**** INFORMATION GIVEN

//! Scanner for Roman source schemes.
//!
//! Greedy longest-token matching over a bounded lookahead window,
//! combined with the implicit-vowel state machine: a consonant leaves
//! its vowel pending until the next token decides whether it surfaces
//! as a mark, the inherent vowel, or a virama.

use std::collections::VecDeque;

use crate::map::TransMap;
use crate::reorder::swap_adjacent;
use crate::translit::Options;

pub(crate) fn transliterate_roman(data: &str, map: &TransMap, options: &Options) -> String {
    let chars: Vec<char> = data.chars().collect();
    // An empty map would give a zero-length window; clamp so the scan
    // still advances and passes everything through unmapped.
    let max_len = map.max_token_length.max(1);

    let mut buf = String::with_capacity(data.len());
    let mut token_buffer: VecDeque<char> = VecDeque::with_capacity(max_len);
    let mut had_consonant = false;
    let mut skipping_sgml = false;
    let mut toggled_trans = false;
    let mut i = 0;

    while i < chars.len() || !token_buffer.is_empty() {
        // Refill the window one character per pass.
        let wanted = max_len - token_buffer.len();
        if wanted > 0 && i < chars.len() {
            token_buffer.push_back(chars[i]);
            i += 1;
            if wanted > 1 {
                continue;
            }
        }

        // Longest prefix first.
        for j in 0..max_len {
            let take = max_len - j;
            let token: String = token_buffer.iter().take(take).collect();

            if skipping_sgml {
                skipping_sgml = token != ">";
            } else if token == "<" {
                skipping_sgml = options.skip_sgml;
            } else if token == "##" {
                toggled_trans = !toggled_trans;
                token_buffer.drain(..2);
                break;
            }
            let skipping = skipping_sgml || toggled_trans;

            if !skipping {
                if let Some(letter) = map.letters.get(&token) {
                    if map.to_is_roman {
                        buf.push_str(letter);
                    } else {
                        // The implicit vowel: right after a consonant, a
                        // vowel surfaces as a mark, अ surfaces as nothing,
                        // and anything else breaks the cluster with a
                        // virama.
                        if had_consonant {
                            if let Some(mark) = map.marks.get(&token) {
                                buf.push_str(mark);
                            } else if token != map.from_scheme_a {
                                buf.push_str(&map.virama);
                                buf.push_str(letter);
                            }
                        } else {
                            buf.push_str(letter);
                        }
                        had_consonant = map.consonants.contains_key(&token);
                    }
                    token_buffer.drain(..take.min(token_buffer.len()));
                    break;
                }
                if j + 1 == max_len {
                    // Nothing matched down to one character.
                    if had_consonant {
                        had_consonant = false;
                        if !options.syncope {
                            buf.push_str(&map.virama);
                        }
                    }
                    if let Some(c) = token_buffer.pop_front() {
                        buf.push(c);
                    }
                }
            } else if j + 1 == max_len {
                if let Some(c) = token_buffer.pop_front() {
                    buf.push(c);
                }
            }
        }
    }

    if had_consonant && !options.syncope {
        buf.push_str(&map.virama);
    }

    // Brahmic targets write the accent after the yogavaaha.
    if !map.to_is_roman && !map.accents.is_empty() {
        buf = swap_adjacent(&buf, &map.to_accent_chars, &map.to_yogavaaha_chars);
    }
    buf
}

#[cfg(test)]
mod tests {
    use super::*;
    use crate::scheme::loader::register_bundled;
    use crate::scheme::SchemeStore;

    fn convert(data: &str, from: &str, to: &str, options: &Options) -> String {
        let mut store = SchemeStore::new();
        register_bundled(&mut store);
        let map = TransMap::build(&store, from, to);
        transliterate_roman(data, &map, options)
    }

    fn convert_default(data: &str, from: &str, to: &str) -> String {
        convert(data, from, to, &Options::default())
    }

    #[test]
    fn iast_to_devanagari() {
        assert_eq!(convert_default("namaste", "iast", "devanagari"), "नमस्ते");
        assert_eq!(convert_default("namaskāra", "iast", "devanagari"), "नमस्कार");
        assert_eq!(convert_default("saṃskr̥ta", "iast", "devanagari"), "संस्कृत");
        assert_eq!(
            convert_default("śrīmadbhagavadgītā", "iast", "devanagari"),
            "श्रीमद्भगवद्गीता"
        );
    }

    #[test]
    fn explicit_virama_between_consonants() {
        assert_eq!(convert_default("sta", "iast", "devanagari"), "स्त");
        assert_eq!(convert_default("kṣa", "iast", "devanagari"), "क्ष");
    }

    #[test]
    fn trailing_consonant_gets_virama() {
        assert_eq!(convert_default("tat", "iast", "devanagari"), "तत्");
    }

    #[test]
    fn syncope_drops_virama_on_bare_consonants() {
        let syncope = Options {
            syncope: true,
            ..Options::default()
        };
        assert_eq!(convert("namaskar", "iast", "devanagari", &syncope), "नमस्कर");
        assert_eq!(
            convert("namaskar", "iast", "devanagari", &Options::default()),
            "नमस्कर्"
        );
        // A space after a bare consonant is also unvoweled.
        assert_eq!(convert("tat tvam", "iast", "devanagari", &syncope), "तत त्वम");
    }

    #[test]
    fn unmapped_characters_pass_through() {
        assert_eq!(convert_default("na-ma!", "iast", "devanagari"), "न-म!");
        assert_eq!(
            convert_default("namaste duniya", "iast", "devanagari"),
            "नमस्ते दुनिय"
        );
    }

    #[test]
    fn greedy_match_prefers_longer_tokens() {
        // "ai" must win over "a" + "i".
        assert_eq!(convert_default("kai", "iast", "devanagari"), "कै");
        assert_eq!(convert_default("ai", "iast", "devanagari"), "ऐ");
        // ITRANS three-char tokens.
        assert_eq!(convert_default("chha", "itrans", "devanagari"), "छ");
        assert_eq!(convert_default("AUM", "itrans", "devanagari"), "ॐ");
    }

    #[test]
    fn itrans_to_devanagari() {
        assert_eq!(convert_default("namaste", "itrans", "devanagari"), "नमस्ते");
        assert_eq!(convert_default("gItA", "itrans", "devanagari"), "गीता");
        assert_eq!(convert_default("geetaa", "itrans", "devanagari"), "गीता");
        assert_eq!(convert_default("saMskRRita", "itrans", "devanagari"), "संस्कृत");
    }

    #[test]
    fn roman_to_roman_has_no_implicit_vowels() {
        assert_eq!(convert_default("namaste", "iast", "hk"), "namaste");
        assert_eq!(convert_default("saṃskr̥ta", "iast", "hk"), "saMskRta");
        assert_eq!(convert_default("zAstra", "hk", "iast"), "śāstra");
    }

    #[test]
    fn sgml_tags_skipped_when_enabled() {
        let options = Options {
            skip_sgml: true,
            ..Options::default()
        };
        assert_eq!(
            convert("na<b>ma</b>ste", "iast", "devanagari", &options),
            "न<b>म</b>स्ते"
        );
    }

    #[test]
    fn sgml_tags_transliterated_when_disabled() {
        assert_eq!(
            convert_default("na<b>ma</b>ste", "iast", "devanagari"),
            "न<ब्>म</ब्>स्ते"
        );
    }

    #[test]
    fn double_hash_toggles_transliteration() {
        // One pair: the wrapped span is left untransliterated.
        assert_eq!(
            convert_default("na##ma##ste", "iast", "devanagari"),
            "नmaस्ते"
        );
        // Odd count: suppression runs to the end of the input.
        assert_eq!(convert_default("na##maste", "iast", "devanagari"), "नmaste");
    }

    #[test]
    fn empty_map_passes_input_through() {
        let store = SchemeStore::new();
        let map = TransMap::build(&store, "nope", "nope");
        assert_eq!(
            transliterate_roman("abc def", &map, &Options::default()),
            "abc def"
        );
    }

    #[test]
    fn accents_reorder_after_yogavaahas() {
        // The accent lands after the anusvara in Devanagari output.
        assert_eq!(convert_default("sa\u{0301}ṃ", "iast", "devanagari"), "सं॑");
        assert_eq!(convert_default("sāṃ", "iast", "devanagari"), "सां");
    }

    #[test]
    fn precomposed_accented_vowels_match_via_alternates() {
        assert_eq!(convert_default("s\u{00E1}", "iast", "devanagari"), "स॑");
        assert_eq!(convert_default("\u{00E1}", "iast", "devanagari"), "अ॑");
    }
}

********

> [WORK REQUIRED] Nothing but the lines from the beginning of the records through the line with "a consonant, a" should appear, each printed exactly.

> [ANSWER TO THIS TASK]
//! Scanner for Roman source schemes.
//!
//! Greedy longest-token matching over a bounded lookahead window,
//! combined with the implicit-vowel state machine: a consonant leaves
//! its vowel pending until the next token decides whether it surfaces
//! as a mark, the inherent vowel, or a virama.

use std::collections::VecDeque;

use crate::map::TransMap;
use crate::reorder::swap_adjacent;
use crate::translit::Options;

pub(crate) fn transliterate_roman(data: &str, map: &TransMap, options: &Options) -> String {
    let chars: Vec<char> = data.chars().collect();
    // An empty map would give a zero-length window; clamp so the scan
    // still advances and passes everything through unmapped.
    let max_len = map.max_token_length.max(1);

    let mut buf = String::with_capacity(data.len());
    let mut token_buffer: VecDeque<char> = VecDeque::with_capacity(max_len);
    let mut had_consonant = false;
    let mut skipping_sgml = false;
    let mut toggled_trans = false;
    let mut i = 0;

    while i < chars.len() || !token_buffer.is_empty() {
        // Refill the window one character per pass.
        let wanted = max_len - token_buffer.len();
        if wanted > 0 && i < chars.len() {
            token_buffer.push_back(chars[i]);
            i += 1;
            if wanted > 1 {
                continue;
            }
        }

        // Longest prefix first.
        for j in 0..max_len {
            let take = max_len - j;
            let token: String = token_buffer.iter().take(take).collect();

            if skipping_sgml {
                skipping_sgml = token != ">";
            } else if token == "<" {
                skipping_sgml = options.skip_sgml;
            } else if token == "##" {
                toggled_trans = !toggled_trans;
                token_buffer.drain(..2);
                break;
            }
            let skipping = skipping_sgml || toggled_trans;

            if !skipping {
                if let Some(letter) = map.letters.get(&token) {
                    if map.to_is_roman {
                        buf.push_str(letter);
                    } else {
                        // The implicit vowel: right after a consonant, a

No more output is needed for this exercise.